Mentre fa la sua trafila nelle Giovanili azzurre, Fabio conosce Daniela, colei che sarà la compagna di una vita, e che diventa la sua fidanzata. Le prime soddisfazioni arrivano nella stagione 1989/90, quando con gli Allievi del Napoli Fabio vince lo Scudetto di categoria.

In allenamento Fabio ha modo di affrontare anche la Prima squadra e i suoi idoli nelle partitelle del giovedì. Una sera, in una di queste amichevoli, Cannavaro osa entrare in scivolata su Maradona, beccandosi un rimprovero di un dirigente.

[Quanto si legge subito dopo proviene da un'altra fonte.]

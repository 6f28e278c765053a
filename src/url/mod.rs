//! URL handling module for linkscout
//!
//! This module provides URL normalization into dedup keys, link resolution,
//! same-site classification and robots.txt path matching.

mod domain;
mod matcher;
mod normalize;

use ::url::Url;

// Re-export main functions
pub use domain::{depth_from, extract_domain, is_same_domain, path_depth};
pub use matcher::matches_path_pattern;
pub use normalize::{normalize_parsed, normalize_url, NormalizedKey};

/// Href prefixes that never point at a crawlable page
const NON_NAVIGATIONAL: &[&str] = &["mailto:", "tel:", "javascript:", "data:"];

/// Where a link points relative to the page it was found on
#[derive(Debug, Clone, Copy, PartialEq, Eq, Hash)]
pub enum LinkScope {
    /// Same host as the referring page
    Internal,
    /// Any other host
    External,
}

/// Resolves a link href to an absolute URL
///
/// Absolute `http(s)://` hrefs are taken as-is; relative hrefs resolve against
/// `base`. Returns None if the link should be excluded:
/// - empty and fragment-only hrefs
/// - `mailto:`, `tel:`, `javascript:` and `data:` hrefs
/// - hrefs that fail to parse
/// - anything that is not HTTP(S) after resolution
///
/// The fragment of the resolved URL is dropped.
///
/// # Examples
///
/// ```
/// use url::Url;
/// use linkscout::url::resolve;
///
/// let base = Url::parse("https://example.com/docs/intro").unwrap();
/// assert_eq!(
///     resolve("setup#step-2", &base).unwrap().as_str(),
///     "https://example.com/docs/setup"
/// );
/// assert!(resolve("mailto:team@example.com", &base).is_none());
/// ```
pub fn resolve(href: &str, base: &Url) -> Option<Url> {
    let href = href.trim();

    if href.is_empty() || href.starts_with('#') {
        return None;
    }

    let lowered = href.to_ascii_lowercase();
    if NON_NAVIGATIONAL
        .iter()
        .any(|prefix| lowered.starts_with(prefix))
    {
        return None;
    }

    let mut resolved = base.join(href).ok()?;
    if resolved.scheme() != "http" && resolved.scheme() != "https" {
        return None;
    }
    resolved.set_fragment(None);

    Some(resolved)
}

/// Classifies a resolved link against the page it was found on
pub fn classify_link(link: &Url, base: &Url) -> LinkScope {
    if is_same_domain(link, base) {
        LinkScope::Internal
    } else {
        LinkScope::External
    }
}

"Fabio, fai pianoo!", gli urla.

Ma Maradona, dopo avergli dato un buffetto sulla testa, lo rasserena.

"Tranquillo, va bene così - gli dice Diego - gioca normale. A fine allenamento si avvicinò da me e mi diede le sue scarpe sporche di fango. E lì ho imparato che per diventare un grande giocatore devi giocare contro i più grandi del Mondo".

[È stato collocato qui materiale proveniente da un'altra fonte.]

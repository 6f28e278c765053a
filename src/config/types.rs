use serde::{Deserialize, Serialize};
use std::time::Duration;

/// Main configuration structure for linkscout
#[derive(Debug, Clone, Deserialize, Serialize)]
pub struct Config {
    pub crawl: CrawlConfig,
    #[serde(default)]
    pub output: OutputConfig,
}

/// Immutable input for one crawl session
#[derive(Debug, Clone, PartialEq, Deserialize, Serialize)]
#[serde(rename_all = "kebab-case")]
pub struct CrawlConfig {
    /// Start URL; also defines the site and the depth reference
    #[serde(default)]
    pub seed_url: Option<String>,

    /// Extra pages to crawl regardless of whether anything links to them
    #[serde(default)]
    pub manual_pages: Vec<String>,

    /// Maximum path-segment depth below the seed
    #[serde(default = "default_max_depth")]
    pub max_depth: usize,

    /// Stop after this many pages have settled
    #[serde(default = "default_max_pages")]
    pub max_pages: usize,

    /// Maximum number of simultaneous fetches
    #[serde(default = "default_concurrency")]
    pub concurrency: usize,

    /// Hard timeout for a single fetch (milliseconds)
    #[serde(default = "default_timeout_ms")]
    pub timeout_ms: u64,

    /// Whether robots.txt allow/disallow and crawl-delay are honored
    #[serde(default = "default_true")]
    pub respect_robots: bool,

    /// User-Agent header; the text before the first '/' is the robots token
    #[serde(default = "default_user_agent")]
    pub user_agent: String,

    /// Pages with fewer visible characters than this are flagged empty
    #[serde(default = "default_empty_threshold")]
    pub empty_threshold: usize,

    /// Keep a gzip-compressed copy of each page body
    #[serde(default)]
    pub store_content: bool,
}

/// Output configuration
#[derive(Debug, Clone, Deserialize, Serialize)]
#[serde(rename_all = "kebab-case")]
pub struct OutputConfig {
    /// Path to the SQLite database holding finished sessions
    #[serde(default = "default_database_path")]
    pub database_path: String,

    /// Path to the markdown report file
    #[serde(default = "default_summary_path")]
    pub summary_path: String,
}

fn default_max_depth() -> usize {
    5
}

fn default_max_pages() -> usize {
    500
}

fn default_concurrency() -> usize {
    5
}

fn default_timeout_ms() -> u64 {
    10_000
}

fn default_true() -> bool {
    true
}

fn default_user_agent() -> String {
    format!("linkscout/{}", env!("CARGO_PKG_VERSION"))
}

fn default_empty_threshold() -> usize {
    100
}

fn default_database_path() -> String {
    "./linkscout.db".to_string()
}

fn default_summary_path() -> String {
    "./linkscout-report.md".to_string()
}

impl Default for CrawlConfig {
    fn default() -> Self {
        Self {
            seed_url: None,
            manual_pages: Vec::new(),
            max_depth: default_max_depth(),
            max_pages: default_max_pages(),
            concurrency: default_concurrency(),
            timeout_ms: default_timeout_ms(),
            respect_robots: true,
            user_agent: default_user_agent(),
            empty_threshold: default_empty_threshold(),
            store_content: false,
        }
    }
}

impl Default for OutputConfig {
    fn default() -> Self {
        Self {
            database_path: default_database_path(),
            summary_path: default_summary_path(),
        }
    }
}

impl CrawlConfig {
    /// Creates a configuration with defaults for everything but the seed
    pub fn with_seed(seed_url: impl Into<String>) -> Self {
        Self {
            seed_url: Some(seed_url.into()),
            ..Self::default()
        }
    }

    /// Returns the robots.txt product token derived from the user agent
    ///
    /// "linkscout/0.1 (+https://example.com)" yields "linkscout".
    pub fn product_token(&self) -> &str {
        let token = self
            .user_agent
            .split(|c: char| c == '/' || c.is_whitespace())
            .next()
            .unwrap_or("");
        if token.is_empty() {
            "*"
        } else {
            token
        }
    }

    /// Per-request timeout as a Duration
    pub fn timeout(&self) -> Duration {
        Duration::from_millis(self.timeout_ms)
    }

    /// The seed URL followed by manual pages, in configuration order
    pub fn seeds(&self) -> impl Iterator<Item = &str> {
        self.seed_url
            .iter()
            .map(String::as_str)
            .chain(self.manual_pages.iter().map(String::as_str))
    }
}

A scuola, invece, le cose non vanno molto bene e si capisce che il futuro del ragazzo del rione La Loggetta sarà nel calcio.

"Quando un giorno ho portato a casa una pagella con tante insufficienze, papà si è arrabbiato a tal punto da buttare via il borsone e completino del Napoli Allievi, dove giocavo - racconterà Cannavaro -. Avevo un futuro scritto da barista accanto al San Paolo, lo stadio dei miei sogni. Mio suocero Antonio, padre di Daniela, poi diventata mia moglie, era titolare del bar 'Monnalisa' a Fuorigrotta, dietro la curva B e voleva che lavorassi con lui. Io invece, avevo in testa di fare solo il calciatore. Non ho mollato, faticavo a scuola e poi volavo agli allenamenti di Soccavo: un sogno stare lì, vicino alla prima squadra di Maradona e Careca".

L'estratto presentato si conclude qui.